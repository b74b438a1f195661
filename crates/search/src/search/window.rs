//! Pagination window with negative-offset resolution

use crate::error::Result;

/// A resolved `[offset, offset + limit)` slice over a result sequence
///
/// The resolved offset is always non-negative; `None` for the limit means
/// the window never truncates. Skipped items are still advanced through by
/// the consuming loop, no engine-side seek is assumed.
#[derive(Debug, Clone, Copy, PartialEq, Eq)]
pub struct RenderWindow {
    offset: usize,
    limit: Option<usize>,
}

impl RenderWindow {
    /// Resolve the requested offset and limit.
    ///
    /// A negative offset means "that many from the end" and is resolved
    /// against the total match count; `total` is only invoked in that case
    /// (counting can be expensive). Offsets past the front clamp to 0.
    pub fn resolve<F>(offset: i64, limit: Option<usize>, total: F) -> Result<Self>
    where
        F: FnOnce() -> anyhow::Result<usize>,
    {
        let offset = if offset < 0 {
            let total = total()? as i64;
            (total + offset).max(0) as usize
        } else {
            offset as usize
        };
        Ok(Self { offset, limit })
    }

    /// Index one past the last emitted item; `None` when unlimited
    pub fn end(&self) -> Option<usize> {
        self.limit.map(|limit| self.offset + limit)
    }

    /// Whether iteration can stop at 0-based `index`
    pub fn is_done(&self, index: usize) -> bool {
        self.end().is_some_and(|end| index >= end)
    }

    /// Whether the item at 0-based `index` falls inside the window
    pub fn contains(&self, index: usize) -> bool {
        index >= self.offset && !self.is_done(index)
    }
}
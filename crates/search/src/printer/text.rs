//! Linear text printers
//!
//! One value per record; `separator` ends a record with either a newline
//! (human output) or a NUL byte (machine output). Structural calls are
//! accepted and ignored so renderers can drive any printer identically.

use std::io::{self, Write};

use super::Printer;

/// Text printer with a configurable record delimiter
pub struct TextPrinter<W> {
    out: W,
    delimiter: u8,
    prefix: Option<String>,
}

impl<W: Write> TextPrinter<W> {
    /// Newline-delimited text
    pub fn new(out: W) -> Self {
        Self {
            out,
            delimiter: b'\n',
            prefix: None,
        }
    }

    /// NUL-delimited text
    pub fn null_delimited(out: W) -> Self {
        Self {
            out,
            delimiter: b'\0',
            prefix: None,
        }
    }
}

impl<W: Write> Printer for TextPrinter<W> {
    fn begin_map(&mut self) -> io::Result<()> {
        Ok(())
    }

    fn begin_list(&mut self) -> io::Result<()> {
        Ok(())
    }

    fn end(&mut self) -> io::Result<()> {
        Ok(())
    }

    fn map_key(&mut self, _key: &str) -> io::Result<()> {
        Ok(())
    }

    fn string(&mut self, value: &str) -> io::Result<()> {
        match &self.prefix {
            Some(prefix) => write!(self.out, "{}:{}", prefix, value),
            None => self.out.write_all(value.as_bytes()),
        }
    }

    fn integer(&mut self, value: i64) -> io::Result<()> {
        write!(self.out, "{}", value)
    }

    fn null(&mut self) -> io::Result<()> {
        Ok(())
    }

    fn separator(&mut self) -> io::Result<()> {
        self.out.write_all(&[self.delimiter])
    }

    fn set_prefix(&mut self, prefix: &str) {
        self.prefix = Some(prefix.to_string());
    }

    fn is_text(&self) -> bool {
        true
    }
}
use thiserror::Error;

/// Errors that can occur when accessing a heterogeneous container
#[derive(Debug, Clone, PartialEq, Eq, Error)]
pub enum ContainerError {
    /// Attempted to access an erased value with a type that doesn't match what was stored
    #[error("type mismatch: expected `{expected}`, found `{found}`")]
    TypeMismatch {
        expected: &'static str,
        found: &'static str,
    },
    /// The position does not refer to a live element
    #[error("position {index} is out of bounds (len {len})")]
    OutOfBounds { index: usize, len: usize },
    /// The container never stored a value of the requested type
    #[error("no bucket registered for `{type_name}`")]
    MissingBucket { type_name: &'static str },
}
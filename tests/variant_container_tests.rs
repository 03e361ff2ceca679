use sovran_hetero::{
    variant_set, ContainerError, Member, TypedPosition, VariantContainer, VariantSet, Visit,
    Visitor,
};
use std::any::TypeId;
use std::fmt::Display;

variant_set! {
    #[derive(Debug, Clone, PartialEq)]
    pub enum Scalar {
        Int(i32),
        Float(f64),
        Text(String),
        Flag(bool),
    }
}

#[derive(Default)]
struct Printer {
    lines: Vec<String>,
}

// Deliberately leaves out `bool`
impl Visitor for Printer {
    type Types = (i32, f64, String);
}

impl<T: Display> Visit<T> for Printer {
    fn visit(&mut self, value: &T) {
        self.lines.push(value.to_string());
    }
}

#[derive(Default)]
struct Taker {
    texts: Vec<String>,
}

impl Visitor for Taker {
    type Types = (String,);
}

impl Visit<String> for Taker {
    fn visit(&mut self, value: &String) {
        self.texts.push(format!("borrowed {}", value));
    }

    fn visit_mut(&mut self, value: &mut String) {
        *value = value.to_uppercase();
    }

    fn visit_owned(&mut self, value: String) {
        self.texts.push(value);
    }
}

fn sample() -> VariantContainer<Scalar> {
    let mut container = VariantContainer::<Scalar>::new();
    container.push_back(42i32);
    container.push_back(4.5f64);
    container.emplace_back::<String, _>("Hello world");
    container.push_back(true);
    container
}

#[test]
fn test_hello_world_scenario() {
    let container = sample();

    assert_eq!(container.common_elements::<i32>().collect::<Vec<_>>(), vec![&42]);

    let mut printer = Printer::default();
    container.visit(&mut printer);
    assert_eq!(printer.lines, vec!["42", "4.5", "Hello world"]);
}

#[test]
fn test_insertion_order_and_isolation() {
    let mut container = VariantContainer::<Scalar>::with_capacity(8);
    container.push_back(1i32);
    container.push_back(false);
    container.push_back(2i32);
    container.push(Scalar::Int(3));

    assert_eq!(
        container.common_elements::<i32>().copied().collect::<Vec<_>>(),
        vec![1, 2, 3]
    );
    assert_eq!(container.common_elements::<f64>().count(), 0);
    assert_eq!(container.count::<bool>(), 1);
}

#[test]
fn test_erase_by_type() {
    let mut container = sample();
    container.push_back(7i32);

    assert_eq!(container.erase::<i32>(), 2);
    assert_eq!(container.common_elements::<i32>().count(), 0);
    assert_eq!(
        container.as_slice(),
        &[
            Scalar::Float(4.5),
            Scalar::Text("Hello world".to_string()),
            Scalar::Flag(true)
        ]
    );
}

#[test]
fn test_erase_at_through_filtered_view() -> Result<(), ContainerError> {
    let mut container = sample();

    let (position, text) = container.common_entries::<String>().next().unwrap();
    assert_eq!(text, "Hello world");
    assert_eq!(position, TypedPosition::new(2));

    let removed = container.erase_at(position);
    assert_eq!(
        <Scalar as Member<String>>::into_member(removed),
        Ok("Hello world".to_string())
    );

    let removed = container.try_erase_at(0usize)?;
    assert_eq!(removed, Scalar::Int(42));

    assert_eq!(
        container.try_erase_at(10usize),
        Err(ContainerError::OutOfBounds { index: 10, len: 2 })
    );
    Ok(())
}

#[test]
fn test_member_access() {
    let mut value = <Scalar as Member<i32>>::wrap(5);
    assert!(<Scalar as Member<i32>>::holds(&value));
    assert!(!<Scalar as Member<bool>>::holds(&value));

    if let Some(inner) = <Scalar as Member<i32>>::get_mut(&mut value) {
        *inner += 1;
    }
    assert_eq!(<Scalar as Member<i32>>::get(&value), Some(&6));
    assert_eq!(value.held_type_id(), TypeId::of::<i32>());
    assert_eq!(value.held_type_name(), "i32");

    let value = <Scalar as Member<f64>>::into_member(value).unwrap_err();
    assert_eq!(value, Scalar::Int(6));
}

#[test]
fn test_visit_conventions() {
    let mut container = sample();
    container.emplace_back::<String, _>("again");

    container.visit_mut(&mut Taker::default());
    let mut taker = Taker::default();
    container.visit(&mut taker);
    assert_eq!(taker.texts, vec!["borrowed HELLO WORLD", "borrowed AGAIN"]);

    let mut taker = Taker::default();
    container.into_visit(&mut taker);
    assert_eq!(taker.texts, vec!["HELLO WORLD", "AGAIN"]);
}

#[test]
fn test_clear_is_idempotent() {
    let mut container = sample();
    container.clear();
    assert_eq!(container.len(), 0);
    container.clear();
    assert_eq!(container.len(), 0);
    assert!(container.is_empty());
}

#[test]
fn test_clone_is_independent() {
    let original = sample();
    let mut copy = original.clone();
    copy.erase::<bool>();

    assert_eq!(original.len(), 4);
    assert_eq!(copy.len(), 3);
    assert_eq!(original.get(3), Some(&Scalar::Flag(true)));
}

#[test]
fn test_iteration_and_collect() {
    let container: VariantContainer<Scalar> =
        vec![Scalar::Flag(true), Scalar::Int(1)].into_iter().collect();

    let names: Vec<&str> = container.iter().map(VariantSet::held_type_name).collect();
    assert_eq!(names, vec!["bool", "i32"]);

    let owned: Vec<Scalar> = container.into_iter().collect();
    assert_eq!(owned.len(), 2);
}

══════════════════════════════

The lines above that hold the word "TextPrinter" should be found and copied out.

pub struct TextPrinter<W> {
impl<W: Write> TextPrinter<W> {
impl<W: Write> Printer for TextPrinter<W> {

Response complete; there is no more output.